Dass das Regierungspräsidium Karlsruhe in der Fußzeile des Bußgeldbescheids den Hinweis erteilt hat, dass Rechtsmittel per Email nicht zulässig seien, kann an der formwirksamen Einspruchseinlegung nichts ändern. Eine einseitige Beschränkung des Email-Verkehrs durch die Verwaltungsbehörde dahingehend, dass bestimmte Anträge nicht per E-mail übermittelt werden dürfen, ist rechtlich nicht anerkennenswert (vgl. BeckOK/Gertler, § 67 OWiG, Rn. 68), denn die Verwaltungsbehörde kann nicht einseitig bestimmen, wenn sie, wie im vorliegenden Fall, einen Email-Verkehr eröffnet und zudem mit dem Beschwerdeführer per Email korrespondiert, welche Erklärungen per Email sie als verbindlich und welche als unverbindlich ansieht. Wenn die Verwaltungsbehörde die Zahlung eines Bußgeldes - bürgerfreundlich - via Paypal, giropay oder Kreditkarte zulässt und zur Zahlungsvereinfachung und -erleichterung auf den Bußgeldbescheid einen QR- und einen Giro-Code abdruckt, zeigt sich, dass die Verwaltungsbehörde die neusten technischen Möglichkeiten einsetzt und nutzt.

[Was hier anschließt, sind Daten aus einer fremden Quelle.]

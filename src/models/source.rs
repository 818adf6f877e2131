// src/models/source.rs

//! Source adapter tables.
//!
//! The two publishers are hard-wired: `Rulings` (Taxsutra-style ruling
//! pages) and `Updates` (Taxmann-style archive updates). Each variant
//! carries a fixed selector table and sheet column mapping; the extractor
//! and commit pipeline dispatch on the tag instead of probing for fields.

use serde::{Deserialize, Serialize};

use super::FieldKind;

/// Which publisher a record came from.
#[derive(Debug, Clone, Copy, PartialEq, Eq, Hash, Serialize, Deserialize)]
#[serde(rename_all = "snake_case")]
pub enum SourceKind {
    Rulings,
    Updates,
}

impl SourceKind {
    pub fn id(self) -> &'static str {
        match self {
            Self::Rulings => "rulings",
            Self::Updates => "updates",
        }
    }

    /// The fixed adapter table for this source.
    pub fn spec(self) -> &'static SourceSpec {
        match self {
            Self::Rulings => &RULINGS_SPEC,
            Self::Updates => &UPDATES_SPEC,
        }
    }
}

impl std::fmt::Display for SourceKind {
    fn fmt(&self, f: &mut std::fmt::Formatter<'_>) -> std::fmt::Result {
        f.write_str(self.id())
    }
}

/// Login sequence selectors for one source.
#[derive(Debug)]
pub struct LoginSpec {
    pub login_url: &'static str,
    pub username_selector: &'static str,
    pub password_selector: &'static str,
    pub submit_selector: &'static str,
    /// "Another session is active" confirmation, if the site has one
    pub force_login_selector: Option<&'static str>,
    /// Element present only when authenticated
    pub authenticated_marker: &'static str,
    /// Body-text probes that indicate a paywall/login redirect
    pub paywall_markers: &'static [&'static str],
}

/// Paginated listing selectors for one source.
#[derive(Debug)]
pub struct ListingSpec {
    pub listing_url: &'static str,
    /// Present once the listing view has rendered, rows or not; a page
    /// where this never appears did not load
    pub container_selector: &'static str,
    /// One listing entry
    pub row_selector: &'static str,
    /// Link (and title) element within a row
    pub link_selector: &'static str,
    pub link_attr: &'static str,
    /// Tried in order; first non-empty match is the published date
    pub date_selectors: &'static [&'static str],
}

impl ListingSpec {
    /// URL for listing page `page` (1-based; the sites use a 0-based
    /// `?page=` query from the second page on).
    pub fn page_url(&self, page: usize) -> String {
        if page <= 1 {
            self.listing_url.to_string()
        } else {
            format!("{}?page={}", self.listing_url, page - 1)
        }
    }
}

/// Post-extraction cleanup step for a field.
#[derive(Debug, Clone, Copy)]
pub enum Post {
    None,
    /// Remove a leading label like "Decision Summary" or "INCOME TAX :"
    StripLabels(&'static [&'static str]),
    /// Take the n-th segment from the end of a pipe-separated line
    PipeSegmentFromEnd(usize),
}

/// One field's extraction strategy: ordered selectors, first non-empty
/// match wins; unresolved non-mandatory fields leave the record PARTIAL.
#[derive(Debug)]
pub struct FieldSpec {
    pub kind: FieldKind,
    pub mandatory: bool,
    pub selectors: &'static [&'static str],
    /// Read this attribute instead of text content
    pub attr: Option<&'static str>,
    pub post: Post,
}

/// One sheet column: a record field, or a column the pipeline fills in.
#[derive(Debug, Clone, Copy)]
pub enum Column {
    Field(FieldKind),
    Url,
    DateScraped,
}

/// Everything the pipeline needs to know about one source.
#[derive(Debug)]
pub struct SourceSpec {
    pub kind: SourceKind,
    /// Backup file prefix: `downloads/<record_type>-<date>.json`
    pub record_type: &'static str,
    pub login: LoginSpec,
    pub listing: ListingSpec,
    pub fields: &'static [FieldSpec],
    pub columns: &'static [Column],
    pub headers: &'static [&'static str],
    /// Target tab within the spreadsheet
    pub sheet_name: &'static str,
}

impl SourceSpec {
    /// Category assigned from the detail URL when the page itself does
    /// not carry one (the updates site encodes it in the path).
    pub fn categorize(&self, url: &str) -> Option<&'static str> {
        match self.kind {
            SourceKind::Rulings => None,
            SourceKind::Updates => {
                if url.contains("/research/gst") {
                    Some("GST")
                } else if url.contains("/research/direct-tax-laws") {
                    Some("Direct Tax")
                } else if url.contains("/research/fema-banking-insurance") {
                    Some("FEMA & Banking")
                } else {
                    None
                }
            }
        }
    }
}

static RULINGS_SPEC: SourceSpec = SourceSpec {
    kind: SourceKind::Rulings,
    record_type: "rulings",
    login: LoginSpec {
        login_url: "https://www.taxsutra.com/user/login",
        username_selector: "#edit-name",
        password_selector: "#edit-pass",
        submit_selector: "#edit-submit",
        force_login_selector: Some("#edit-reset"),
        authenticated_marker: "a[href*='/user/logout']",
        paywall_markers: &[
            "please login to continue",
            "login to continue",
            "subscribe to continue",
            "login to read full article",
        ],
    },
    listing: ListingSpec {
        listing_url: "https://www.taxsutra.com/dt/rulings",
        container_selector: "div.view-content",
        row_selector: "div.view-content.row div.views-row",
        link_selector: "h3 > a",
        link_attr: "href",
        date_selectors: &[
            ".podcastTimeDate",
            ".field--name-field-published-date .field__item",
            ".views-field-field-published-date .field__item",
        ],
    },
    fields: &[
        FieldSpec {
            kind: FieldKind::Title,
            mandatory: true,
            selectors: &["h3 .field--name-title", "h1.page-title", "title"],
            attr: None,
            post: Post::StripLabels(&[" | IT-rulings"]),
        },
        FieldSpec {
            kind: FieldKind::PublishedDate,
            mandatory: false,
            selectors: &[".podcastTimeDate"],
            attr: None,
            post: Post::None,
        },
        FieldSpec {
            kind: FieldKind::RulingDate,
            mandatory: false,
            selectors: &[".field--name-field-date-of-judgement .field__item"],
            attr: None,
            post: Post::None,
        },
        FieldSpec {
            kind: FieldKind::Citation,
            mandatory: false,
            selectors: &[".citationNumber"],
            attr: None,
            post: Post::None,
        },
        FieldSpec {
            kind: FieldKind::Conclusion,
            mandatory: false,
            selectors: &[
                "#conclusion > div > div.field__item > p",
                "#conclusion .field__item",
            ],
            attr: None,
            post: Post::None,
        },
        FieldSpec {
            kind: FieldKind::DecisionSummary,
            mandatory: false,
            selectors: &[
                ".rulingsDetailsWrap .centerContentWrap .field--name-body",
                ".field--name-body.field--type-text-with-summary",
            ],
            attr: None,
            post: Post::StripLabels(&["Decision Summary"]),
        },
        FieldSpec {
            kind: FieldKind::CaseLawInfo,
            mandatory: false,
            selectors: &[
                ".rulingsDetailsWrap .centerContentWrap .caseLawInfoWrap",
                ".rulingsDetailsWrap .centerContentWrap > div:nth-child(11)",
            ],
            attr: None,
            post: Post::StripLabels(&["Case Law Information", "Case Name"]),
        },
    ],
    columns: &[
        Column::Field(FieldKind::Title),
        Column::Field(FieldKind::PublishedDate),
        Column::Field(FieldKind::RulingDate),
        Column::Field(FieldKind::Conclusion),
        Column::Field(FieldKind::DecisionSummary),
        Column::Field(FieldKind::CaseLawInfo),
        Column::Url,
        Column::DateScraped,
    ],
    headers: &[
        "Title",
        "Published Date",
        "Ruling Date",
        "Conclusion",
        "Decision Summary",
        "Case Law Information",
        "URL",
        "Date Scraped",
    ],
    sheet_name: "Rulings",
};

static UPDATES_SPEC: SourceSpec = SourceSpec {
    kind: SourceKind::Updates,
    record_type: "updates",
    login: LoginSpec {
        login_url: "https://www.taxmann.com/login",
        username_selector: "#email",
        password_selector: "#password",
        submit_selector: "button[type='submit']",
        force_login_selector: None,
        authenticated_marker: "a[href*='logout']",
        paywall_markers: &["subscribe to continue", "login to view"],
    },
    listing: ListingSpec {
        listing_url: "https://www.taxmann.com/research/all/archives",
        container_selector: ".archive-list, .tab-content, .research-box",
        row_selector: ".media, .article-item, .news-item",
        link_selector: "a[href*='/research/'], h3 a, h4 a",
        link_attr: "href",
        date_selectors: &[".news-date-1", ".date", ".published-date"],
    },
    fields: &[
        FieldSpec {
            kind: FieldKind::Title,
            mandatory: true,
            selectors: &["h2", "h1"],
            attr: None,
            post: Post::None,
        },
        FieldSpec {
            kind: FieldKind::SubCategory,
            mandatory: false,
            selectors: &[".content-m-info-div1"],
            attr: None,
            // "11 Jul 2025 | [2025] 175 ... | GST | Case Laws | 237 Views"
            post: Post::PipeSegmentFromEnd(2),
        },
        FieldSpec {
            kind: FieldKind::Content,
            mandatory: false,
            selectors: &["div#dbs_summary", "div#headnotes", "app-pdf-viewer div"],
            attr: None,
            post: Post::StripLabels(&[
                "INCOME TAX",
                "GST",
                "FEMA, BANKING & INSURANCE",
                "FEMA & BANKING",
                "FEMA",
                "BANKING & INSURANCE",
            ]),
        },
        FieldSpec {
            kind: FieldKind::Citation,
            mandatory: false,
            selectors: &[".copy-citation-action"],
            attr: Some("data-clipboard-text"),
            post: Post::None,
        },
    ],
    columns: &[
        Column::Field(FieldKind::Title),
        Column::Field(FieldKind::Category),
        Column::Field(FieldKind::SubCategory),
        Column::Field(FieldKind::Content),
        Column::Field(FieldKind::Citation),
        Column::Field(FieldKind::PublishedDate),
        Column::Url,
        Column::DateScraped,
    ],
    headers: &[
        "Title",
        "Category",
        "Sub-Category",
        "Summary",
        "Citation",
        "Date",
        "URL",
        "Date Scraped",
    ],
    sheet_name: "Updates",
};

Dass allein die Einspruchseinlegung per Email durch die Verwaltungsbehörde als nicht zulässig bezeichnet wird und die Sachbearbeiterin dem Beschwerdeführer noch dazu per Email - entgegen der Rechtsprechung - mitteilt, sein Einspruch per Email sei nur dann zulässig, wenn dieser unverzüglich schriftlich mit eigenhändiger Unterschrift bestätigt werde, stellt einen Anachronismus dar, der von dem Erfordernis der Schriftlichkeit der Einspruchseinlegung nicht mehr gedeckt ist.

Die Kostenentscheidung ergibt sich aus § 467 StPO analog, § 46 Abs. 1 OWiG.